China Oil: CNPC and PetroChina complete asset reshuffle to allow external investors amid falling oil prices
The decision to sell stake by CNPC is in line with efforts to consolidate its pipelines businessReuters

China National Petroleum Corporation (CNPC), the Chinese state-owned oil company, recently concluded a complicated asset shuffle that will allow external investors in three of its pipelines that carry gas across China. The decision to sell stake is in line with CNPC's efforts to consolidate its pipelines business amid weak revenues. Due to the sharp decline in oil prices in recent years, revenues at both CNPC and its Hong Kong-listed unit PetroChina, have dropped "dramatically" this year, Wang Dongjin, PetroChina president, said.
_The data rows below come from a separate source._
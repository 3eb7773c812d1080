use crate::error::ServiceError;
use serde_json::json;

pub fn ok(id: &str, result: serde_json::Value) -> serde_json::Value {
    json!({
        "id": id,
        "ok": true,
        "result": result
    })
}

pub fn err(
    id: &str,
    code: &str,
    status: u16,
    message: impl Into<String>,
    details: Option<serde_json::Value>,
) -> serde_json::Value {
    let mut error = json!({
        "code": code,
        "status": status,
        "message": message.into(),
    });
    if let Some(d) = details {
        error["details"] = d;
    }
    json!({
        "id": id,
        "ok": false,
        "error": error,
    })
}

pub fn service_err(id: &str, e: &ServiceError) -> serde_json::Value {
    err(id, e.code(), e.status(), e.to_string(), e.details())
}
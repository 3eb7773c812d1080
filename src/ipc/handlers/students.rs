use crate::error::ServiceResult;
use crate::ipc::helpers::{db_conn, parse_params, respond};
use crate::ipc::types::{AppState, Request};
use crate::reports::{self, StudentPerformance};
use serde::Deserialize;

#[derive(Debug, Deserialize)]
#[serde(deny_unknown_fields)]
struct PerformanceParams {
    student_id: i64,
}

fn student_performance(state: &AppState, req: &Request) -> ServiceResult<StudentPerformance> {
    let params: PerformanceParams = parse_params(req)?;
    let conn = db_conn(state)?;
    reports::student_performance(conn, params.student_id)
}

pub fn try_handle(state: &mut AppState, req: &Request) -> Option<serde_json::Value> {
    match req.method.as_str() {
        "students.performance" => Some(respond(req, student_performance(state, req))),
        _ => None,
    }
}
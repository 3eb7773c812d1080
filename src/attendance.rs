use crate::error::{EntryCheck, ServiceError, ServiceResult};
use crate::records::AttendanceStatus;
use chrono::{NaiveDate, Utc};
use rusqlite::{Connection, OptionalExtension, Transaction, TransactionBehavior};
use serde::{Deserialize, Serialize};
use std::collections::HashMap;
use uuid::Uuid;

#[derive(Debug, Clone, Deserialize)]
#[serde(deny_unknown_fields)]
pub struct AttendanceEntry {
    pub student_id: i64,
    pub status: String,
    #[serde(default)]
    pub notes: Option<String>,
}

#[derive(Debug, Clone, Deserialize)]
#[serde(deny_unknown_fields)]
pub struct BulkAttendanceRequest {
    pub course_id: i64,
    pub date: NaiveDate,
    pub records: Vec<AttendanceEntry>,
    #[serde(default)]
    pub marked_by: Option<i64>,
}

#[derive(Debug, Clone, Serialize)]
pub struct MarkedRecord {
    pub student_id: i64,
    pub status: AttendanceStatus,
    pub created: bool,
}

#[derive(Debug, Clone, Serialize)]
pub struct BulkAttendanceOutcome {
    pub status: u16,
    pub batch_id: Uuid,
    pub course_id: i64,
    pub date: NaiveDate,
    pub written: usize,
    pub created: usize,
    pub updated: usize,
    pub records: Vec<MarkedRecord>,
}

struct CheckedEntry {
    student_id: i64,
    enrollment_id: i64,
    status: AttendanceStatus,
    notes: Option<String>,
}

fn active_enrollments(conn: &Connection, course_id: i64) -> rusqlite::Result<HashMap<i64, i64>> {
    let mut stmt = conn.prepare(
        "SELECT student_id, id
         FROM enrollments
         WHERE course_id = ? AND is_active = 1",
    )?;
    let rows = stmt
        .query_map([course_id], |r| Ok((r.get::<_, i64>(0)?, r.get::<_, i64>(1)?)))?
        .collect::<Result<HashMap<_, _>, _>>()?;
    Ok(rows)
}

fn row_exists(conn: &Connection, sql: &str, id: i64) -> rusqlite::Result<bool> {
    conn.query_row(sql, [id], |r| r.get::<_, i64>(0))
        .optional()
        .map(|v| v.is_some())
}

/// Validates every entry before writing anything; a single bad entry rejects
/// the batch and the error carries the verdict for all of them.
fn check_entries(
    conn: &Connection,
    course_id: i64,
    entries: &[AttendanceEntry],
) -> ServiceResult<Vec<CheckedEntry>> {
    let enrolled = active_enrollments(conn, course_id)?;
    let mut checks = Vec::with_capacity(entries.len());
    let mut accepted = Vec::with_capacity(entries.len());

    for (index, entry) in entries.iter().enumerate() {
        let status = AttendanceStatus::parse(&entry.status);
        let enrollment_id = enrolled.get(&entry.student_id).copied();
        let reason = match (status, enrollment_id) {
            (Some(status), Some(enrollment_id)) => {
                accepted.push(CheckedEntry {
                    student_id: entry.student_id,
                    enrollment_id,
                    status,
                    notes: entry.notes.clone(),
                });
                None
            }
            (None, _) => Some(format!(
                "unknown status '{}' (expected PRESENT, ABSENT, LATE or EXCUSED)",
                entry.status
            )),
            (Some(_), None) => {
                if row_exists(conn, "SELECT 1 FROM students WHERE id = ?", entry.student_id)? {
                    Some(format!(
                        "student {} is not actively enrolled in course {}",
                        entry.student_id, course_id
                    ))
                } else {
                    Some(format!("student {} not found", entry.student_id))
                }
            }
        };
        checks.push(EntryCheck {
            index,
            student_id: entry.student_id,
            valid: reason.is_none(),
            reason,
        });
    }

    let rejected = checks.iter().filter(|c| !c.valid).count();
    if rejected > 0 {
        return Err(ServiceError::Validation {
            message: format!(
                "{} of {} attendance entries rejected; nothing was written",
                rejected,
                checks.len()
            ),
            entries: checks,
        });
    }
    Ok(accepted)
}

/// Last entry for a student wins; output keeps first-seen order.
fn collapse_duplicates(entries: Vec<CheckedEntry>) -> Vec<CheckedEntry> {
    let mut slot: HashMap<i64, usize> = HashMap::new();
    let mut out: Vec<CheckedEntry> = Vec::with_capacity(entries.len());
    for entry in entries {
        match slot.get(&entry.student_id) {
            Some(&i) => out[i] = entry,
            None => {
                slot.insert(entry.student_id, out.len());
                out.push(entry);
            }
        }
    }
    out
}

pub fn bulk_mark(conn: &Connection, req: &BulkAttendanceRequest) -> ServiceResult<BulkAttendanceOutcome> {
    if req.records.is_empty() {
        return Err(ServiceError::bad_params("records must contain at least one entry"));
    }

    // Take the write lock up front so a concurrent writer is waited on via
    // busy_timeout. Dropping `tx` on any early return rolls the batch back.
    let tx = Transaction::new_unchecked(conn, TransactionBehavior::Immediate)?;

    if !row_exists(&tx, "SELECT 1 FROM courses WHERE id = ?", req.course_id)? {
        return Err(ServiceError::not_found("course", req.course_id));
    }
    if let Some(teacher_id) = req.marked_by {
        if !row_exists(&tx, "SELECT 1 FROM teachers WHERE id = ?", teacher_id)? {
            return Err(ServiceError::not_found("teacher", teacher_id));
        }
    }

    let entries = match check_entries(&tx, req.course_id, &req.records) {
        Ok(entries) => collapse_duplicates(entries),
        Err(e) => {
            tracing::warn!(course_id = req.course_id, date = %req.date, error = %e, "bulk attendance rejected");
            return Err(e);
        }
    };

    let batch_id = Uuid::new_v4();
    let batch_key = batch_id.to_string();
    let updated_at = Utc::now().to_rfc3339();
    let mut records = Vec::with_capacity(entries.len());
    for entry in entries {
        let existed = tx
            .query_row(
                "SELECT 1 FROM attendance WHERE enrollment_id = ? AND date = ?",
                (entry.enrollment_id, req.date),
                |r| r.get::<_, i64>(0),
            )
            .optional()?
            .is_some();
        tx.execute(
            "INSERT INTO attendance(enrollment_id, date, status, notes, marked_by, batch_id, updated_at)
             VALUES(?1, ?2, ?3, COALESCE(?4, ''), ?5, ?6, ?7)
             ON CONFLICT(enrollment_id, date) DO UPDATE SET
               status = excluded.status,
               notes = COALESCE(?4, attendance.notes),
               marked_by = COALESCE(excluded.marked_by, attendance.marked_by),
               batch_id = excluded.batch_id,
               updated_at = excluded.updated_at",
            (
                entry.enrollment_id,
                req.date,
                entry.status.as_str(),
                entry.notes.as_deref(),
                req.marked_by,
                &batch_key,
                &updated_at,
            ),
        )?;
        records.push(MarkedRecord {
            student_id: entry.student_id,
            status: entry.status,
            created: !existed,
        });
    }

    tx.commit()?;

    let created = records.iter().filter(|r| r.created).count();
    let outcome = BulkAttendanceOutcome {
        status: 201,
        batch_id,
        course_id: req.course_id,
        date: req.date,
        written: records.len(),
        created,
        updated: records.len() - created,
        records,
    };
    tracing::info!(
        course_id = outcome.course_id,
        date = %outcome.date,
        batch_id = %outcome.batch_id,
        written = outcome.written,
        created = outcome.created,
        "bulk attendance committed"
    );
    Ok(outcome)
}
This will not be the first time the corporation has divested a portion of its pipelines. In 2013, PetroChina sold stake worth 20bn yuan (£2.1bn, €2.8bn, $3.1bn) in some of the pipelines to Baosteel, a state-owned steel mill and other institutional investors to facilitate completing a few massive projects. The current sale is an extension of this sale, according to the Financial Times.

As recently as last month, PetroChina sold a part of its Trans-Asia Gas Pipeline business to China Reform Holdings, a state-owned asset holding company for between 15bn yuan-15.5bn yuan

PetroChina on Thursday (24 December) said it would consolidate three pipeline companies into PetroChina Pipelines and while it would own 72.26% stake in it, others who turned shareholders as a result of the 2013 transaction, namely – Guolian, the domestic fund management company, The National Social Security Fund, Taikang Life, Baosteel, New China Life and five Chinese investment funds – will own the remaining portion of the combined entity.

China's domestic natural gas industry has so far been limited by CNPC which controls most of the country's pipeline network. However, Beijing has indicated that it could form a separate pipeline monopoly to encourage the development of the industry. While Beijing has allowed such asset reshuffles as part of economic reforms, it is yet to open the sector to private investment.